As for return on investment, more will be revealed.

"Our objective is to create a billion-dollar company," Blue said. "What that means as far as a return for our investors depends on when they got involved."

The firm receives 16 to 20 pitches a week from people looking for financing for their ideas or companies.

"The pitches are getting better," Blue said. "We incubated a Washington state company called Arbormain, which provides production and processing space to I-502 licensees."

Initiative 502 licenses marijuana producers, processors and retailers.

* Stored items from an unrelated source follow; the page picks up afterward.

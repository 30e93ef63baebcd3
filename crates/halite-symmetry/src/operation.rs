//! The affine symmetry operation.

use crate::error::SymmetryError;
use halite_core::{Fractional3D, ToleranceComparer, Vector3D};
use std::fmt;

/// Default trim tolerance for operations built without an explicit one.
pub const DEFAULT_TRIM_TOLERANCE: f64 = 1.0e-10;

/// An affine symmetry operation `v ↦ M·v + t` on fractional coordinates.
///
/// The twelve coefficients are the rows of the 3×4 augmented matrix in
/// row-major order: indices 0..4 produce the first output coordinate,
/// 4..8 the second, 8..12 the third, with the fourth column holding the
/// translation. One data-holding type covers every operation of a space
/// group; the human-readable `literal` (for example `"-y, x-y, z"`) rides
/// along for diagnostics only and takes no part in equality.
#[derive(Debug, Clone)]
pub struct SymmetryOperation {
    coefficients: [f64; 12],
    trim: ToleranceComparer,
    literal: String,
}

impl SymmetryOperation {
    /// Build an operation from exactly twelve row-major coefficients.
    ///
    /// Uses [`DEFAULT_TRIM_TOLERANCE`] for trimming.
    pub fn from_coefficients(
        coefficients: &[f64],
        literal: impl Into<String>,
    ) -> Result<Self, SymmetryError> {
        Self::with_trim_tolerance(coefficients, literal, DEFAULT_TRIM_TOLERANCE)
    }

    /// Build an operation with an explicit trim tolerance.
    pub fn with_trim_tolerance(
        coefficients: &[f64],
        literal: impl Into<String>,
        trim_tolerance: f64,
    ) -> Result<Self, SymmetryError> {
        let coefficients: [f64; 12] = coefficients
            .try_into()
            .map_err(|_| SymmetryError::WrongCoefficientCount {
                found: coefficients.len(),
            })?;
        let trim = ToleranceComparer::new(trim_tolerance)
            .map_err(|_| SymmetryError::InvalidTrimTolerance {
                value: trim_tolerance,
            })?;
        Ok(Self {
            coefficients,
            trim,
            literal: literal.into(),
        })
    }

    /// The identity operation `x, y, z`.
    pub fn identity() -> Self {
        Self {
            coefficients: [
                1.0, 0.0, 0.0, 0.0, //
                0.0, 1.0, 0.0, 0.0, //
                0.0, 0.0, 1.0, 0.0,
            ],
            trim: ToleranceComparer::default(),
            literal: String::from("x, y, z"),
        }
    }

    /// The twelve row-major coefficients.
    pub fn coefficients(&self) -> &[f64; 12] {
        &self.coefficients
    }

    /// The human-readable operation literal.
    pub fn literal(&self) -> &str {
        &self.literal
    }

    /// The trim tolerance used by [`apply_trimmed`](Self::apply_trimmed).
    pub fn trim_tolerance(&self) -> f64 {
        self.trim.tolerance()
    }

    /// Apply the operation without folding the result into the unit cell.
    pub fn apply<V: Vector3D>(&self, v: &V) -> V {
        let (a, b, c) = v.coordinates();
        let m = &self.coefficients;
        V::from_coordinates(
            m[0] * a + m[1] * b + m[2] * c + m[3],
            m[4] * a + m[5] * b + m[6] * c + m[7],
            m[8] * a + m[9] * b + m[10] * c + m[11],
        )
    }

    /// Apply the operation and fold the result into the origin cell using
    /// the operation's own trim tolerance.
    pub fn apply_trimmed(&self, v: &Fractional3D) -> Fractional3D {
        self.apply(v).trim_to_unit_cell(&self.trim)
    }

    /// Apply the operation and fold with a caller-supplied comparer.
    pub fn apply_trimmed_with(
        &self,
        v: &Fractional3D,
        comparer: &ToleranceComparer,
    ) -> Fractional3D {
        self.apply(v).trim_to_unit_cell(comparer)
    }

    /// Apply the operation to every vector, lazily and in order.
    pub fn apply_all<'a, V: Vector3D>(
        &'a self,
        vectors: &'a [V],
    ) -> impl Iterator<Item = V> + 'a {
        vectors.iter().map(move |v| self.apply(v))
    }

    /// A copy of this operation with its translation shifted by `delta`.
    ///
    /// The linear part is untouched. This is how one operation of the
    /// space-group table is replicated across neighboring cells.
    pub fn translated(&self, delta: &Fractional3D) -> Self {
        let mut coefficients = self.coefficients;
        coefficients[3] += delta.a;
        coefficients[7] += delta.b;
        coefficients[11] += delta.c;
        Self {
            coefficients,
            trim: self.trim,
            literal: self.literal.clone(),
        }
    }

    /// Composition `self ∘ other`: applying the result equals applying
    /// `other` first, then `self`.
    ///
    /// The composite keeps `self`'s trim tolerance and joins the literals.
    pub fn compose(&self, other: &Self) -> Self {
        let a = &self.coefficients;
        let b = &other.coefficients;
        let mut m = [0.0_f64; 12];
        for row in 0..3 {
            for col in 0..4 {
                let mut sum = a[row * 4] * b[col]
                    + a[row * 4 + 1] * b[4 + col]
                    + a[row * 4 + 2] * b[8 + col];
                if col == 3 {
                    sum += a[row * 4 + 3];
                }
                m[row * 4 + col] = sum;
            }
        }
        Self {
            coefficients: m,
            trim: self.trim,
            literal: format!("({}) ∘ ({})", self.literal, other.literal),
        }
    }
}

impl PartialEq for SymmetryOperation {
    fn eq(&self, other: &Self) -> bool {
        self.coefficients == other.coefficients
    }
}

impl fmt::Display for SymmetryOperation {
    fn fmt(&self, f: &mut fmt::Formatter<'_>) -> fmt::Result {
        f.write_str(&self.literal)
    }
}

"What makes cannabis different from other industries is the additional challenge of federal regulation, fast changing state laws and the difficulty in getting licensed to sell cannabis," said Troy Dayton, co-founder of Arc View, an investment and research company. "For investors looking to invest in ancillary cannabis companies, there's less risk but if they are looking to invest directly in licensed cannabis, cultivation and such, it still violates federal law."

But not in Canada where Privateer is building a production, processing and distribution facility in British Columbia called Tilray under Canada's new federally-licensed medical cannabis program (MMPR).

"The building on Vancouver Island cost us $3.5 million and we will be spending $8 to $10 million to build out the facility," said Blue. "We will expand to 60,000 square feet where we will produce, process and distribute cannabis and with about 60,000 square feet we can produce between 15,000 and 20,000 pounds of cannabis." Tilray currently holds a provisional license from Health Canada and anticipates receiving a full license by April 1.

"We're competing with any licensed producer under Canada's health cannabis program," Blue said.

That would include CEN Biotech's super grow facility in Ontario, which projects it will grow 1.3 million pounds of pot.